Data items

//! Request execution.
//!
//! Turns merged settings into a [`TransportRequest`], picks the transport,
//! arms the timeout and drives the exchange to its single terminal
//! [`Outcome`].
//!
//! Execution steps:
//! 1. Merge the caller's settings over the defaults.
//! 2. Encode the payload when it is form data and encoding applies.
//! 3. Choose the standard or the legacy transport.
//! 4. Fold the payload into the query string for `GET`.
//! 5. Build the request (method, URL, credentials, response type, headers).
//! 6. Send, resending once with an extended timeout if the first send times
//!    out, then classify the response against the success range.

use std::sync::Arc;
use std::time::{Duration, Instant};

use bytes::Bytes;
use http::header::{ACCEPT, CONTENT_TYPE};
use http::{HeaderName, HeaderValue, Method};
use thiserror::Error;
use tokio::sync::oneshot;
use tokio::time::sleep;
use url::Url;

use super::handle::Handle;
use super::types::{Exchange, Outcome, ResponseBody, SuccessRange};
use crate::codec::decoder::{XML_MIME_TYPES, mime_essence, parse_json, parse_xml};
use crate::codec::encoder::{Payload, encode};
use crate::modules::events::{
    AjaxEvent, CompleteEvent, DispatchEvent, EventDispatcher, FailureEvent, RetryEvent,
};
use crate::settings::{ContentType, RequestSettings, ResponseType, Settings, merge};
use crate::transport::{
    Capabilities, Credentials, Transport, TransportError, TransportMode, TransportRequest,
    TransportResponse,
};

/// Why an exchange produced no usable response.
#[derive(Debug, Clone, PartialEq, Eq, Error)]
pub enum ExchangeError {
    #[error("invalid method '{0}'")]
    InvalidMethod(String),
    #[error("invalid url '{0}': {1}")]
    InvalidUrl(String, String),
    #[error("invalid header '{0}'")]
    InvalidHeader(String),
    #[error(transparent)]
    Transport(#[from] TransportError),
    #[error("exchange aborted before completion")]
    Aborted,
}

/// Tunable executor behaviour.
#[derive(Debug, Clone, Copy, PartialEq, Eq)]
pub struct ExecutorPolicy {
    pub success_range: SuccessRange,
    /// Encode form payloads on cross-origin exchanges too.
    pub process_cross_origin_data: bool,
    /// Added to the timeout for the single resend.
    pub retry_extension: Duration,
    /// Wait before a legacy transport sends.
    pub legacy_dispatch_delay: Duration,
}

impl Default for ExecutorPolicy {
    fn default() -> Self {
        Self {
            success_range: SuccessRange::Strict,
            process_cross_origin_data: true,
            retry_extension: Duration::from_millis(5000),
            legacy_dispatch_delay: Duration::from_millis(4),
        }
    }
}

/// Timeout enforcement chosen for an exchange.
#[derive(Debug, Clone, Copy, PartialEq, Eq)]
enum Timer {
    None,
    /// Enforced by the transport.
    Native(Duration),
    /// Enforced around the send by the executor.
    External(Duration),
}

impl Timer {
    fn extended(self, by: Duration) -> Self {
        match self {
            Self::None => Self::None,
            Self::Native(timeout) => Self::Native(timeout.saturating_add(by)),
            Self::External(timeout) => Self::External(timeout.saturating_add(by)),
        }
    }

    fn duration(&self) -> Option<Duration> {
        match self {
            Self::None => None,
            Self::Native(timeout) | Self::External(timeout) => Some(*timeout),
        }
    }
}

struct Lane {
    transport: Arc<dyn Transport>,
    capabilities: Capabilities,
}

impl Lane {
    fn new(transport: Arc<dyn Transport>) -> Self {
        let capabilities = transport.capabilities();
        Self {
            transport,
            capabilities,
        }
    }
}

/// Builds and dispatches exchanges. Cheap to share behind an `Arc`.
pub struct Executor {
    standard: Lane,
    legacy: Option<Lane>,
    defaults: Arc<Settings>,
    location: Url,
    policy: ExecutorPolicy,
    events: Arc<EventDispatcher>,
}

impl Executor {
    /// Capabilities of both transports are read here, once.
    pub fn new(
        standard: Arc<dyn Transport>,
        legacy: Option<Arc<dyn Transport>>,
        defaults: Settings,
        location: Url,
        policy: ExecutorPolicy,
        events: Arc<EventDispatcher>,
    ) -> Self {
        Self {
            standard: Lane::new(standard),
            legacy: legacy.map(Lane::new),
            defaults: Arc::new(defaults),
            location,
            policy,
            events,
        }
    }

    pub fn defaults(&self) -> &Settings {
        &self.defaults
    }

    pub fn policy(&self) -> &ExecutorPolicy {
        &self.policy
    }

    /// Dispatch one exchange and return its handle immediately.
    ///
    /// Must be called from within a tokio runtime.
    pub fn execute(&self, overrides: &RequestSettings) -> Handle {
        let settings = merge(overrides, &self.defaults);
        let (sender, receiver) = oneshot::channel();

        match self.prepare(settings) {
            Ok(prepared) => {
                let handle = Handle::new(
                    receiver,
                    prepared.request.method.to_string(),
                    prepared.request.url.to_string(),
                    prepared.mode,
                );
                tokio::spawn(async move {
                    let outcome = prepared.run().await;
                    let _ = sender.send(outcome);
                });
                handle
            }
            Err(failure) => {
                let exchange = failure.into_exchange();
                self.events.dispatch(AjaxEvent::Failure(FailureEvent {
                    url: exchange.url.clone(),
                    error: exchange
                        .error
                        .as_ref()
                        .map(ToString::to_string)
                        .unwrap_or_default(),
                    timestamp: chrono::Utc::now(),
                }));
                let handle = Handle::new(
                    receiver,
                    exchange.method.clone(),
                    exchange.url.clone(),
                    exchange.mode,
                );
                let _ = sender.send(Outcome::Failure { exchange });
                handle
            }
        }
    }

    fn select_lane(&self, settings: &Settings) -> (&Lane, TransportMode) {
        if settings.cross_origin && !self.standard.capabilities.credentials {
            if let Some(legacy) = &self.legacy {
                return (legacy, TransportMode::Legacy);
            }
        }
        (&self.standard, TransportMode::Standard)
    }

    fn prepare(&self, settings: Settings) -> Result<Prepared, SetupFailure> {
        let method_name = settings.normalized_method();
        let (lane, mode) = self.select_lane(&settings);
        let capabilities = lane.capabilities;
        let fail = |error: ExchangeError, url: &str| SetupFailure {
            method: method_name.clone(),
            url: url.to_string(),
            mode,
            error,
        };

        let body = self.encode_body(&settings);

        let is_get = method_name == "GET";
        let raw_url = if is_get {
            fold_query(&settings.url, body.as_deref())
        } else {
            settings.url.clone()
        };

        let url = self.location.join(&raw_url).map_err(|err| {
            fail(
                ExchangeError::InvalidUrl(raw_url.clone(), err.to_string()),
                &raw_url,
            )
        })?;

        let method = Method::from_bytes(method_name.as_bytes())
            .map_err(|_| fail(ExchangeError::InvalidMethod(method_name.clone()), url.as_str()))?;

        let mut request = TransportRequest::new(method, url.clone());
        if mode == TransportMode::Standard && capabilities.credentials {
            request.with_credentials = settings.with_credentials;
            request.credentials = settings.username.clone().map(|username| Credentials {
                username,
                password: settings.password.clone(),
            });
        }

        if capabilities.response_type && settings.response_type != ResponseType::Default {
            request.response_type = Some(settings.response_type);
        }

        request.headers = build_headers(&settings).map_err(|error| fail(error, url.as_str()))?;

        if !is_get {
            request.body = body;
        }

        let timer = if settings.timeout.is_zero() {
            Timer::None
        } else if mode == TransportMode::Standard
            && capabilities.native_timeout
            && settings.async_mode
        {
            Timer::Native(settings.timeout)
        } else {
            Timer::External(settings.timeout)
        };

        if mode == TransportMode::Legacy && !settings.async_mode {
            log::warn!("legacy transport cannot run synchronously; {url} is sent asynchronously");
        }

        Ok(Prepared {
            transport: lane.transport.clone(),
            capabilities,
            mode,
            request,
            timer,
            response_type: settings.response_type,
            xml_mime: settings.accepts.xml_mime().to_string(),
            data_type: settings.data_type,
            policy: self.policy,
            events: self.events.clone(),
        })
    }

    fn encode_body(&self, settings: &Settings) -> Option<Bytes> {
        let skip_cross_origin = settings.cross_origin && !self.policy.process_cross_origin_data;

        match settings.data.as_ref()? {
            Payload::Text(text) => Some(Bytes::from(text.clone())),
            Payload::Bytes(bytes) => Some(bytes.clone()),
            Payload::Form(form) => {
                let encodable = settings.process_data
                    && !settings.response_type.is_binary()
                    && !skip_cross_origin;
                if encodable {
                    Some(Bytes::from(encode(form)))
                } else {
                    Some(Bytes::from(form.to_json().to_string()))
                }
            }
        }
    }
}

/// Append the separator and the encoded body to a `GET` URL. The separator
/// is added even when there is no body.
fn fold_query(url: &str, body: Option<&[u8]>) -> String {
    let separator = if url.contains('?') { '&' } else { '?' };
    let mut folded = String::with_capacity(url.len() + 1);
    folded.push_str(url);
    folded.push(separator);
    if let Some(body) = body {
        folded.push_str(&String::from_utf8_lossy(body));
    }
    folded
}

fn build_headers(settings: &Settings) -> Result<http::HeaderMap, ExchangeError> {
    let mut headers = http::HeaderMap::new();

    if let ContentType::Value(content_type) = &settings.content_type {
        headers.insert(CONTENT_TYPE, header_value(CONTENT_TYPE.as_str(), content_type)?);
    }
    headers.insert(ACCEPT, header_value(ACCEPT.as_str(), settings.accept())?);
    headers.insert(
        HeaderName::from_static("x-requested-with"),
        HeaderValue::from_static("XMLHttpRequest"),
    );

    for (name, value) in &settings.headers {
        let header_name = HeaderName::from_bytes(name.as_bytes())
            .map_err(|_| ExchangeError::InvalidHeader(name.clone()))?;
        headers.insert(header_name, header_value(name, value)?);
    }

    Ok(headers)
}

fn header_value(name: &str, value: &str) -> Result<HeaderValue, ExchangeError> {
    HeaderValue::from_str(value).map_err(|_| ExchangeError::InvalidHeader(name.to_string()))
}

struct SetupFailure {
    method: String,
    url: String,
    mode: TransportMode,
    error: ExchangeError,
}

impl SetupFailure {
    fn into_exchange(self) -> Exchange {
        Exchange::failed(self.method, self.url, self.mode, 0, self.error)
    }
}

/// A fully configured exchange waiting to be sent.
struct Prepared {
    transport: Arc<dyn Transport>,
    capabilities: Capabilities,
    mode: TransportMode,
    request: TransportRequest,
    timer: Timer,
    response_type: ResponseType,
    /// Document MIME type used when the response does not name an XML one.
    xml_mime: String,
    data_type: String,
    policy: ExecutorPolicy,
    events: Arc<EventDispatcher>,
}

#### WHAT NEEDS TO BE DONE:
Find the string "TransportMode" in the records, then copy each line where it occurs.

#### RESPONSE:
    Capabilities, Credentials, Transport, TransportError, TransportMode, TransportRequest,
    fn select_lane(&self, settings: &Settings) -> (&Lane, TransportMode) {
                return (legacy, TransportMode::Legacy);
        (&self.standard, TransportMode::Standard)
        if mode == TransportMode::Standard && capabilities.credentials {
        } else if mode == TransportMode::Standard
        if mode == TransportMode::Legacy && !settings.async_mode {
    mode: TransportMode,
    mode: TransportMode,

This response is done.